_About this task_
Your task is to reproduce the entries below word for word.

_Recorded information_
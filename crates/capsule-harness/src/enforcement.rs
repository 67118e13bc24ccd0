//! # Semantic Enforcement
//!
//! Cross-observer checks evaluated after every observer has folded a step.
//! The only rule today gates `MEMORY_COMMIT` on an active consent that
//! grants the `memory_commit` scope.
//!
//! [`apply_expectation`] then reconciles the step's violations with
//! its `expect_failure` flag.

use capsule_core::{CapsuleEvent, Failure, FailureCode, TraceEntry};
use capsule_state::ObserversSnapshot;

use crate::flow::FlowStep;

/// Scope a consent must grant before memory may be committed under it.
pub const MEMORY_COMMIT_SCOPE: &str = "memory_commit";

/// Default message when an `expect_failure` step passes cleanly.
pub const EXPECTED_FAILURE_MESSAGE: &str = "Expected failure did not occur";

/// Evaluate enforcement rules for `entry` against the post-step snapshot.
pub fn enforce(entry: &TraceEntry, snapshot: &ObserversSnapshot) -> Vec<Failure> {
    if !entry.is_hashed() {
        return Vec::new();
    }
    let violation = |code, message: &str| {
        vec![Failure::at_step(
            entry.step_index,
            &entry.step_name,
            code,
            message,
        )]
    };
    match &entry.event {
        CapsuleEvent::MemoryCommit {
            consent_reference, ..
        } => {
            let Some(reference) = consent_reference else {
                return violation(
                    FailureCode::MissingConsent,
                    "memory commit requires active consent",
                );
            };
            match snapshot.consent.scopes_for(reference) {
                None => violation(
                    FailureCode::InvalidConsent,
                    "referenced consent is not active",
                ),
                Some(scopes) if !scopes.iter().any(|s| s == MEMORY_COMMIT_SCOPE) => violation(
                    FailureCode::ScopeViolation,
                    "active consent does not grant memory_commit scope",
                ),
                Some(_) => Vec::new(),
            }
        }
        CapsuleEvent::ConsentAssertion { .. }
        | CapsuleEvent::ConsentRevocation
        | CapsuleEvent::PolicyAssertion { .. }
        | CapsuleEvent::PolicyRevocation { .. }
        | CapsuleEvent::MemoryRequest(_)
        | CapsuleEvent::MemoryReference(_)
        | CapsuleEvent::Unhandled(_) => Vec::new(),
    }
}

/// Reconcile a step's enforcement violations with its expectation.
///
/// `violations` must be the output of [`enforce`] for the step. Observer
/// failures are reported as they are and never pass through here. Without
/// `expect_failure` the violations pass through. With it, any violation
/// counts as the expected one and is dropped, and a step without one
/// yields `EXPECTED_FAILURE_NOT_TRIGGERED`.
pub fn apply_expectation(
    step_index: usize,
    step: &FlowStep,
    violations: Vec<Failure>,
) -> Vec<Failure> {
    if !step.expect_failure {
        return violations;
    }
    if violations.is_empty() {
        let message = step
            .failure_reason
            .as_deref()
            .unwrap_or(EXPECTED_FAILURE_MESSAGE);
        return vec![Failure::at_step(
            step_index,
            &step.name,
            FailureCode::ExpectedFailureNotTriggered,
            message,
        )];
    }
    tracing::debug!(
        step_index,
        step_name = %step.name,
        count = violations.len(),
        "expected violation observed"
    );
    Vec::new()
}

_Result_
filename crates/capsule-harness/src/enforcement.rs
repository 67118e13bc24ccd0
//! # Semantic Enforcement
//!
//! Cross-observer checks evaluated after every observer has folded a step.
//! The only rule today gates `MEMORY_COMMIT` on an active consent that
//! grants the `memory_commit` scope.
//!
//! [`apply_expectation`] then reconciles the step's violations with
//! its `expect_failure` flag.

use capsule_core::{CapsuleEvent, Failure, FailureCode, TraceEntry};
use capsule_state::ObserversSnapshot;

use crate::flow::FlowStep;

/// Scope a consent must grant before memory may be committed under it.
pub const MEMORY_COMMIT_SCOPE: &str = "memory_commit";

/// Default message when an `expect_failure` step passes cleanly.
pub const EXPECTED_FAILURE_MESSAGE: &str = "Expected failure did not occur";

/// Evaluate enforcement rules for `entry` against the post-step snapshot.
pub fn enforce(entry: &TraceEntry, snapshot: &ObserversSnapshot) -> Vec<Failure> {
    if !entry.is_hashed() {
        return Vec::new();
    }
    let violation = |code, message: &str| {
        vec![Failure::at_step(
            entry.step_index,
            &entry.step_name,
            code,
            message,
        )]
    };
    match &entry.event {
        CapsuleEvent::MemoryCommit {
            consent_reference, ..
        } => {
            let Some(reference) = consent_reference else {
                return violation(
                    FailureCode::MissingConsent,
                    "memory commit requires active consent",
                );
            };
            match snapshot.consent.scopes_for(reference) {
                None => violation(
                    FailureCode::InvalidConsent,
                    "referenced consent is not active",
                ),
                Some(scopes) if !scopes.iter().any(|s| s == MEMORY_COMMIT_SCOPE) => violation(
                    FailureCode::ScopeViolation,
                    "active consent does not grant memory_commit scope",
                ),
                Some(_) => Vec::new(),
            }
        }
        CapsuleEvent::ConsentAssertion { .. }
        | CapsuleEvent::ConsentRevocation
        | CapsuleEvent::PolicyAssertion { .. }
        | CapsuleEvent::PolicyRevocation { .. }
        | CapsuleEvent::MemoryRequest(_)
        | CapsuleEvent::MemoryReference(_)
        | CapsuleEvent::Unhandled(_) => Vec::new(),
    }
}

/// Reconcile a step's enforcement violations with its expectation.
///
/// `violations` must be the output of [`enforce`] for the step. Observer
/// failures are reported as they are and never pass through here. Without
/// `expect_failure` the violations pass through. With it, any violation
/// counts as the expected one and is dropped, and a step without one
/// yields `EXPECTED_FAILURE_NOT_TRIGGERED`.
pub fn apply_expectation(
    step_index: usize,
    step: &FlowStep,
    violations: Vec<Failure>,
) -> Vec<Failure> {
    if !step.expect_failure {
        return violations;
    }
    if violations.is_empty() {
        let message = step
            .failure_reason
            .as_deref()
            .unwrap_or(EXPECTED_FAILURE_MESSAGE);
        return vec![Failure::at_step(
            step_index,
            &step.name,
            FailureCode::ExpectedFailureNotTriggered,
            message,
        )];
    }
    tracing::debug!(
        step_index,
        step_name = %step.name,
        count = violations.len(),
        "expected violation observed"
    );
    Vec::new()
}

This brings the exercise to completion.